_SOURCE MATERIAL_:
// src/app/drag_apply_handler.rs
//! Handles applying the consequences of a successful drag-and-drop move.

use log::{debug, info};

use crate::board::Board;
use crate::components::StackType;
use crate::error::{GameError, Result};

/// 確定した移動の結果だよ。
#[derive(Debug, Clone, Copy, PartialEq, Eq)]
pub struct MoveReport {
    pub from: StackType,
    pub to: StackType,
    /// 一緒に移動したカードの枚数 (掴んだカード込み)。
    pub moved: usize,
    /// 移動元の場札で、裏向きだったカードを表にしたか。
    pub revealed: bool,
}

/// `origin` の `origin_index` 番目から上のカードを全部 `target` に移す。
///
/// 順番はそのまま。移動元が場札で、新しく一番上になったカードが裏向きなら表にするよ。
/// 置けるかどうかのルールチェックは呼ぶ側の仕事。ここでは範囲チェックだけしてから動かすので、
/// `Err` のときは盤面は何も変わってない！
pub fn apply_move(
    board: &mut Board,
    origin: StackType,
    origin_index: usize,
    target: StackType,
) -> Result<MoveReport> {
    if origin == target {
        return Err(GameError::SameStack(origin));
    }
    // 先に移動先が存在するか確かめておく (取り出してから失敗するとカードが消えちゃう)
    board.stack(target)?;
    let run = board.stack_mut(origin)?.split_off(origin_index)?;
    let moved = run.len();
    debug!("  Moving {} card(s) from {:?}[{}] to {:?}", moved, origin, origin_index, target);
    board.stack_mut(target)?.extend_run(run);

    let revealed = reveal_underlying_card_if_needed(board, origin)?;
    info!(
        "Moved {} card(s) {:?} -> {:?}{}",
        moved,
        origin,
        target,
        if revealed { " (revealed a card)" } else { "" }
    );
    Ok(MoveReport { from: origin, to: target, moved, revealed })
}

/// 移動元のスタックが場札で、一番上のカードが裏向きなら、それを表にする。
/// 列が空になったときは何もしないよ。
fn reveal_underlying_card_if_needed(board: &mut Board, origin: StackType) -> Result<bool> {
    if !matches!(origin, StackType::Tableau(_)) {
        return Ok(false);
    }
    match board.stack_mut(origin)?.peek_top_mut() {
        Some(card) if !card.is_face_up() => {
            card.flip();
            debug!("    Revealing card {} on {:?}", card, origin);
            Ok(true)
        }
        _ => Ok(false),
    }
}

#[cfg(test)]
mod tests {
    use super::*;
    use crate::components::{Card, Rank, Suit};
    use crate::logic::deck::Deck;

    fn up(suit: Suit, rank: Rank) -> Card {
        let mut card = Card::new(suit, rank);
        card.flip();
        card
    }

    #[test]
    fn moving_a_run_keeps_order_and_reveals() {
        let mut board = Board::new(Deck::shuffled_new());
        {
            let origin = board.stack_mut(StackType::Tableau(1)).expect("列はあるはず");
            origin.push(Card::new(Suit::Club, Rank::Two)); // 裏向き
            origin.push(up(Suit::Heart, Rank::Nine));
            origin.push(up(Suit::Spade, Rank::Eight));
        }
        board
            .stack_mut(StackType::Tableau(4))
            .expect("列はあるはず")
            .push(up(Suit::Club, Rank::Ten));

        let report = apply_move(&mut board, StackType::Tableau(1), 1, StackType::Tableau(4))
            .expect("移動できるはず");
        assert_eq!(report.moved, 2);
        assert!(report.revealed);

        let target: Vec<Rank> = board
            .stack(StackType::Tableau(4))
            .expect("列はあるはず")
            .cards()
            .iter()
            .map(Card::rank)
            .collect();
        assert_eq!(target, vec![Rank::Ten, Rank::Nine, Rank::Eight]);

        let origin = board.stack(StackType::Tableau(1)).expect("列はあるはず");
        assert_eq!(origin.len(), 1);
        assert!(origin.peek_top().map(Card::is_face_up).unwrap_or(false));
    }

    #[test]
    fn emptied_column_does_not_flip() {
        let mut board = Board::new(Deck::shuffled_new());
        board
            .stack_mut(StackType::Tableau(0))
            .expect("列はあるはず")
            .push(up(Suit::Heart, Rank::Ace));
        let report = apply_move(&mut board, StackType::Tableau(0), 0, StackType::Foundation(0))
            .expect("移動できるはず");
        assert!(!report.revealed);
        assert!(board.stack(StackType::Tableau(0)).expect("列はあるはず").is_empty());
    }

    #[test]
    fn bad_index_leaves_board_untouched() {
        let mut board = Board::new(Deck::shuffled_new());
        let before = board.clone();
        assert!(apply_move(&mut board, StackType::Waste, 0, StackType::Tableau(0)).is_err());
        assert!(apply_move(&mut board, StackType::Waste, 0, StackType::Tableau(8)).is_err());
        assert_eq!(
            apply_move(&mut board, StackType::Waste, 0, StackType::Waste),
            Err(GameError::SameStack(StackType::Waste))
        );
        assert_eq!(board, before);
    }
}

_PROBLEM DETAILS_:
Using the data above, establish how many lines include the word "MoveReport"; the reply is that number only.

_FINISHED EXERCISE_:
3